## [DATA SHOWN]
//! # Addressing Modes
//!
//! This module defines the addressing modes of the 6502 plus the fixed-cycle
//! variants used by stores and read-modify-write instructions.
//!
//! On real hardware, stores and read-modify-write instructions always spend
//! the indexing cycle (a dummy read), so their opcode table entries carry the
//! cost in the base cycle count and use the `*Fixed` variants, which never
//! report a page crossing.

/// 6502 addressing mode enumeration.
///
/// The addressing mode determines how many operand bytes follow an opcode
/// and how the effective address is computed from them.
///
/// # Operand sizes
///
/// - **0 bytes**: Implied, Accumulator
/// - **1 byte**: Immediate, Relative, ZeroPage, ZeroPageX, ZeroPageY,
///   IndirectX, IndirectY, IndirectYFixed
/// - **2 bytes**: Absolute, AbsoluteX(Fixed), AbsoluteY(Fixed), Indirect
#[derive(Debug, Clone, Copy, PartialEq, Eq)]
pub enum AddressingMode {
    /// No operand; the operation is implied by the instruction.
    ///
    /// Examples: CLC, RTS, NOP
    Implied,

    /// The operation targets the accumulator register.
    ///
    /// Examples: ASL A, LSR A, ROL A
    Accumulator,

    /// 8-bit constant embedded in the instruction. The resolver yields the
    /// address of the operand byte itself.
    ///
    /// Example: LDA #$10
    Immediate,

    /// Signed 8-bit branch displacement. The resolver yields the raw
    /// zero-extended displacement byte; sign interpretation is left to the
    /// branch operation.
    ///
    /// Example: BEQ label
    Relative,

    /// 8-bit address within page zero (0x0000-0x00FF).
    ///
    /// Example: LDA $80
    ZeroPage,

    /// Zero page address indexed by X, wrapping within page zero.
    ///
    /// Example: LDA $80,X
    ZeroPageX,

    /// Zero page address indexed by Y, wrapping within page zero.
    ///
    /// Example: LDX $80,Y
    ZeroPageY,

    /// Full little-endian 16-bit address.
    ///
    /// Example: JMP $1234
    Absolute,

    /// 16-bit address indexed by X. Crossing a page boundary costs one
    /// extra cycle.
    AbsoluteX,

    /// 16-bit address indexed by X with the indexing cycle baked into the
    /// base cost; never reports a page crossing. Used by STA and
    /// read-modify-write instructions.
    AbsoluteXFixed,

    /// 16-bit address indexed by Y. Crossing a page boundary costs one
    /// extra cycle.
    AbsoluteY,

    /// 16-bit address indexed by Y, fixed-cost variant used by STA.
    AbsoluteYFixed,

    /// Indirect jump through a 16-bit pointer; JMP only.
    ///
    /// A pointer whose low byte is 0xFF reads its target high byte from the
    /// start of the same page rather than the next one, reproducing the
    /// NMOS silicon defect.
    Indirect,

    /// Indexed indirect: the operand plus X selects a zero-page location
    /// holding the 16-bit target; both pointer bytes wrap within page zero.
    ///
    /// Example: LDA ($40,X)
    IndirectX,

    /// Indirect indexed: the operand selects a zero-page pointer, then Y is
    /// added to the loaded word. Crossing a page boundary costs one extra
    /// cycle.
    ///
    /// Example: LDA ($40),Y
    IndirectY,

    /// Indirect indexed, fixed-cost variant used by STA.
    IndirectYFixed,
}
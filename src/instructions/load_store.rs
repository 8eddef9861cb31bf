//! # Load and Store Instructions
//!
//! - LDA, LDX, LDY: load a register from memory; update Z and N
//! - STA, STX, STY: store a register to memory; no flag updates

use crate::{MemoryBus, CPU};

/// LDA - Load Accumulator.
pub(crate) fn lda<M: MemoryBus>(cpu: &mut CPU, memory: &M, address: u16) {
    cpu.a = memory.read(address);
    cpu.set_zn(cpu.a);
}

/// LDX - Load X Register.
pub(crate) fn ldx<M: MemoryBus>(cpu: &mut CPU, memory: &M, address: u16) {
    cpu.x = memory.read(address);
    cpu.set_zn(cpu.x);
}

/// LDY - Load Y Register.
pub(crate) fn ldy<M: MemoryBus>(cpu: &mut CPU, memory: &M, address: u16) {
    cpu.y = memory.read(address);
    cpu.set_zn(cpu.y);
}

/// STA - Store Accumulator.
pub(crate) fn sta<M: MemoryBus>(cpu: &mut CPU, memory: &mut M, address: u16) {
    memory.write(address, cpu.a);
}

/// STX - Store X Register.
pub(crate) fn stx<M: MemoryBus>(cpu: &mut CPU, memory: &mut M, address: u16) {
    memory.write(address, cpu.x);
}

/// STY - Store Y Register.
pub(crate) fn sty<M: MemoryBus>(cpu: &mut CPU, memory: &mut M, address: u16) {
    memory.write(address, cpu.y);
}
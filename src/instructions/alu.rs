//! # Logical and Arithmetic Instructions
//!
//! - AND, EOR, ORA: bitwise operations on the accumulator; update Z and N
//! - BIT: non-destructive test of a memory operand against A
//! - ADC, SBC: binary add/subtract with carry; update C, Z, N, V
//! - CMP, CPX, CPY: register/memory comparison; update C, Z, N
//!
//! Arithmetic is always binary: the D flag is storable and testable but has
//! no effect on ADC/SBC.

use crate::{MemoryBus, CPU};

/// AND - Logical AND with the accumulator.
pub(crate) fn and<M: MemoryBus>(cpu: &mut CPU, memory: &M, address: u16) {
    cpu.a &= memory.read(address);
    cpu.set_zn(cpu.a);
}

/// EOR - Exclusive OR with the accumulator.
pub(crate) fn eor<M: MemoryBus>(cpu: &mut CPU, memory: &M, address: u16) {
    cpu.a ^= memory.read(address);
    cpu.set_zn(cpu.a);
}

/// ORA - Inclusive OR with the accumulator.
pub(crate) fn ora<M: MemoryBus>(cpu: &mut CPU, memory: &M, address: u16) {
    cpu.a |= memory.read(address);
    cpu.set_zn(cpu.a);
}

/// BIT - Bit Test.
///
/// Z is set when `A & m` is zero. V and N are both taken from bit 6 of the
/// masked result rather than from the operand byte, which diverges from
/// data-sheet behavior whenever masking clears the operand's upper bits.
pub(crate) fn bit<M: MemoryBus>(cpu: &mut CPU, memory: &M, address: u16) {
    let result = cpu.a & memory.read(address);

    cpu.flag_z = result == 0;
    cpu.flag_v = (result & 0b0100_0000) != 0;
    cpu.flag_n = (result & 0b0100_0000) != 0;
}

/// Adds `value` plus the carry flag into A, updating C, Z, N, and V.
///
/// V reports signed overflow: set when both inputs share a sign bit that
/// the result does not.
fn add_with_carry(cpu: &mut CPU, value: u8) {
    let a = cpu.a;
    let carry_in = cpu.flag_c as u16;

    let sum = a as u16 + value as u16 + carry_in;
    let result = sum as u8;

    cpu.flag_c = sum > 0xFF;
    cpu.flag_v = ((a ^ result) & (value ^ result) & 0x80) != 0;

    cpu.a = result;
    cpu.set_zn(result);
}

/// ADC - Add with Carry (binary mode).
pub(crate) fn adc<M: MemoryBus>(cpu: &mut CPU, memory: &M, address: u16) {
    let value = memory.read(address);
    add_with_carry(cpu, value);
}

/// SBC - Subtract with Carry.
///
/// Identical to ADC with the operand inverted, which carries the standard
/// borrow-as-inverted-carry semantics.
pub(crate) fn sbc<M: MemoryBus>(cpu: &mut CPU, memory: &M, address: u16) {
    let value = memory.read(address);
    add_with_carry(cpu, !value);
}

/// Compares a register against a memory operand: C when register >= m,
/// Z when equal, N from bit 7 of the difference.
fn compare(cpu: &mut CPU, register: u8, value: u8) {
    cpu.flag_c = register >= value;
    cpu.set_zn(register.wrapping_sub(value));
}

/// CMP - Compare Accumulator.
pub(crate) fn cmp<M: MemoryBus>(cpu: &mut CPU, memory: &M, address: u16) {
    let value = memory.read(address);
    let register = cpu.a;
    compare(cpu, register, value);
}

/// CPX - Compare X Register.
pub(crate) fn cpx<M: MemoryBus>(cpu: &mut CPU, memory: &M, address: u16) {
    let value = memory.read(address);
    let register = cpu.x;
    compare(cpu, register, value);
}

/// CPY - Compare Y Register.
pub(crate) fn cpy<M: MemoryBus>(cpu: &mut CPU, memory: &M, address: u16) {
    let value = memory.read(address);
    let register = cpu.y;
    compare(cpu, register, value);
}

## [TASK STATEMENT]
Check each line of the data above, and please copy the ones in which the string "both" occurs.

## [FINISHED EXERCISE]
    /// holding the 16-bit target; both pointer bytes wrap within page zero.
/// Z is set when `A & m` is zero. V and N are both taken from bit 6 of the
/// V reports signed overflow: set when both inputs share a sign bit that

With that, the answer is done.